KNOWLEDGE ADVANCEMENT:
For children with high-risk port-wine stain, early imaging, before 3 months of age, should include T2 and minimum intensity projection SWI sequences to identify alternative venous pathways. This includes detection of the subarachnoid varicose network, seen separate from pial enhancement, visualized without and with contrast enhancement.

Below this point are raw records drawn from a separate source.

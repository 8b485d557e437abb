//! Strongly-typed identifiers for domain entities
//!
//! Newtype wrappers around UUIDs keep a quote id from ever being passed where
//! a policy id is expected.

use serde::{Deserialize, Serialize};
use std::fmt;
use std::str::FromStr;
use uuid::Uuid;

macro_rules! define_id {
    ($name:ident, $prefix:literal) => {
        #[derive(Debug, Clone, Copy, PartialEq, Eq, Hash, PartialOrd, Ord, Serialize, Deserialize)]
        #[serde(transparent)]
        pub struct $name(Uuid);

        impl $name {
            /// Creates a new random identifier
            pub fn new() -> Self {
                Self(Uuid::new_v4())
            }

            /// Creates a new time-ordered identifier (v7)
            pub fn new_v7() -> Self {
                Self(Uuid::now_v7())
            }

            pub fn from_uuid(uuid: Uuid) -> Self {
                Self(uuid)
            }

            pub fn as_uuid(&self) -> &Uuid {
                &self.0
            }

            /// Returns the identifier prefix for display
            pub fn prefix() -> &'static str {
                $prefix
            }
        }

        impl Default for $name {
            fn default() -> Self {
                Self::new()
            }
        }

        impl fmt::Display for $name {
            fn fmt(&self, f: &mut fmt::Formatter<'_>) -> fmt::Result {
                write!(f, "{}-{}", $prefix, self.0)
            }
        }

        impl FromStr for $name {
            type Err = uuid::Error;

            fn from_str(s: &str) -> Result<Self, Self::Err> {
                let uuid_str = s.strip_prefix(concat!($prefix, "-")).unwrap_or(s);
                Ok(Self(Uuid::parse_str(uuid_str)?))
            }
        }

        impl From<Uuid> for $name {
            fn from(uuid: Uuid) -> Self {
                Self(uuid)
            }
        }

        impl From<$name> for Uuid {
            fn from(id: $name) -> Uuid {
                id.0
            }
        }
    };
}

// Quote and policy
define_id!(QuoteId, "QUO");
define_id!(PolicyId, "POL");
define_id!(PolicyCoverageId, "PCOV");
define_id!(EndorsementId, "END");

// Claims
define_id!(ClaimId, "CLM");
define_id!(ClaimDocumentId, "DOC");
define_id!(ThirdPartyId, "TPY");
define_id!(ClaimHistoryId, "CLH");

// Reference data
define_id!(ClientId, "CLI");
define_id!(DistributorId, "DST");
define_id!(ProductId, "PRD");
define_id!(CoverageId, "COV");
define_id!(VehicleCategoryId, "VCAT");
define_id!(VehicleMakeId, "VMK");
define_id!(VehicleModelId, "VMD");
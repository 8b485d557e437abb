//! Coverages held by a policy
//!
//! A policy coverage is a snapshot of a catalogue entry taken when the
//! coverage was bound, either at conversion from the quote or by an
//! endorsement. Removing a coverage deactivates it; the row is kept.

use serde::{Deserialize, Serialize};

use core_kernel::{CoverageId, Currency, Money, PolicyCoverageId};
use domain_rating::{CoveragePremium, MotorCoverage};

/// A coverage bound to a policy
#[derive(Debug, Clone, PartialEq, Eq, Serialize, Deserialize)]
pub struct PolicyCoverage {
    pub id: PolicyCoverageId,
    /// Catalogue entry this row was taken from
    pub coverage_id: CoverageId,
    pub code: String,
    pub name: String,
    pub premium_amount: Money,
    pub is_active: bool,
}

impl PolicyCoverage {
    /// Binds a coverage priced by the rating engine
    pub fn from_rated(rated: &CoveragePremium) -> Self {
        Self {
            id: PolicyCoverageId::new_v7(),
            coverage_id: rated.coverage_id,
            code: rated.code.clone(),
            name: rated.name.clone(),
            premium_amount: rated.premium_amount,
            is_active: true,
        }
    }

    /// Binds a catalogue entry at its fixed premium
    pub fn from_catalogue(coverage: &MotorCoverage, currency: Currency) -> Self {
        Self {
            id: PolicyCoverageId::new_v7(),
            coverage_id: coverage.id,
            code: coverage.code.clone(),
            name: coverage.name.clone(),
            premium_amount: Money::new(coverage.fixed_premium, currency),
            is_active: true,
        }
    }

    pub fn deactivate(&mut self) {
        self.is_active = false;
    }
}
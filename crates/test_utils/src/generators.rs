//! Property-Based Test Generators
//!
//! Provides proptest strategies for generating rating inputs that stay
//! inside the domain's accepted ranges.

use core_kernel::{Currency, Money};
use domain_rating::{DistributorType, FuelType, RatingRequest};
use proptest::prelude::*;
use rust_decimal::Decimal;

/// Strategy for fuel types, including those without a rating band
pub fn fuel_type_strategy() -> impl Strategy<Value = FuelType> {
    prop_oneof![
        Just(FuelType::Essence),
        Just(FuelType::Diesel),
        Just(FuelType::Hybrid),
        Just(FuelType::Electric),
    ]
}

pub fn distributor_type_strategy() -> impl Strategy<Value = DistributorType> {
    prop_oneof![
        Just(DistributorType::InternalAgent),
        Just(DistributorType::GeneralAgent),
        Just(DistributorType::Broker),
        Just(DistributorType::Bancassurance),
    ]
}

/// Fiscal horsepower, beyond the highest band
pub fn horsepower_strategy() -> impl Strategy<Value = u32> {
    1u32..40u32
}

/// Durations, including ones without a short-term coefficient
pub fn duration_months_strategy() -> impl Strategy<Value = u32> {
    1u32..=24u32
}

/// Vehicle values between 100,000 and 100,000,000 XOF
pub fn vehicle_value_strategy() -> impl Strategy<Value = Money> {
    (100_000i64..100_000_000i64).prop_map(|amount| Money::new(Decimal::new(amount, 0), Currency::XOF))
}

/// A (professional, commercial) discount pair summing to at most 100%
pub fn discount_pair_strategy() -> impl Strategy<Value = (Decimal, Decimal)> {
    (0u32..=10000u32)
        .prop_flat_map(|professional| (Just(professional), 0u32..=(10000 - professional)))
        .prop_map(|(p, c)| (Decimal::new(p as i64, 2), Decimal::new(c as i64, 2)))
}

/// Complete valid rating requests without coverages
pub fn rating_request_strategy() -> impl Strategy<Value = RatingRequest> {
    (
        vehicle_value_strategy(),
        horsepower_strategy(),
        fuel_type_strategy(),
        duration_months_strategy(),
        discount_pair_strategy(),
        proptest::option::of(distributor_type_strategy()),
    )
        .prop_map(|(value, horsepower, fuel, months, (professional, commercial), distributor)| {
            let request = RatingRequest::new(value, horsepower, fuel, months)
                .with_discounts(professional, commercial);
            match distributor {
                Some(d) => request.with_distributor(d),
                None => request,
            }
        })
}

Sturge-Weber syndrome (SWS) is a rare congenital disorder characterized by cutaneous, neurologic, and ocular manifestations due to capillary-venous malformations in the skin, brain, and eye, caused by a somatic mutation (p.Arg183Gln, p.R183Q) in the guanine nucleotide-binding protein G(q) subunit α (GNAQ) gene. In the brain, SWS is characterized by the development of what has been termed, even recently, as a leptomeningeal or pial angioma, leading to chronic brain injury.1
Abnormal cortical venous drainage and abnormal deep venous collaterals are implicated in the pathophysiology of intracranial abnormalities in patients with SWS.2 These abnormalities lead to cerebral parenchymal venous congestion, later resulting in hypoperfusion, chronic anoxia, neuronal gliosis, atrophy, and cortical calcifications,3 the imaging corollary of which has recently been demonstrated by using perfusion (arterial spin-labeled [ASL]) MRI.4 SWS therefore presents as an evolution of imaging findings that may include abnormal venous structures, development and evolution of venous compensatory pathways, signs of venous congestion, hypoperfusion, and parenchymal necrosis with eventual development of the classic SWS features of atrophy and calcification.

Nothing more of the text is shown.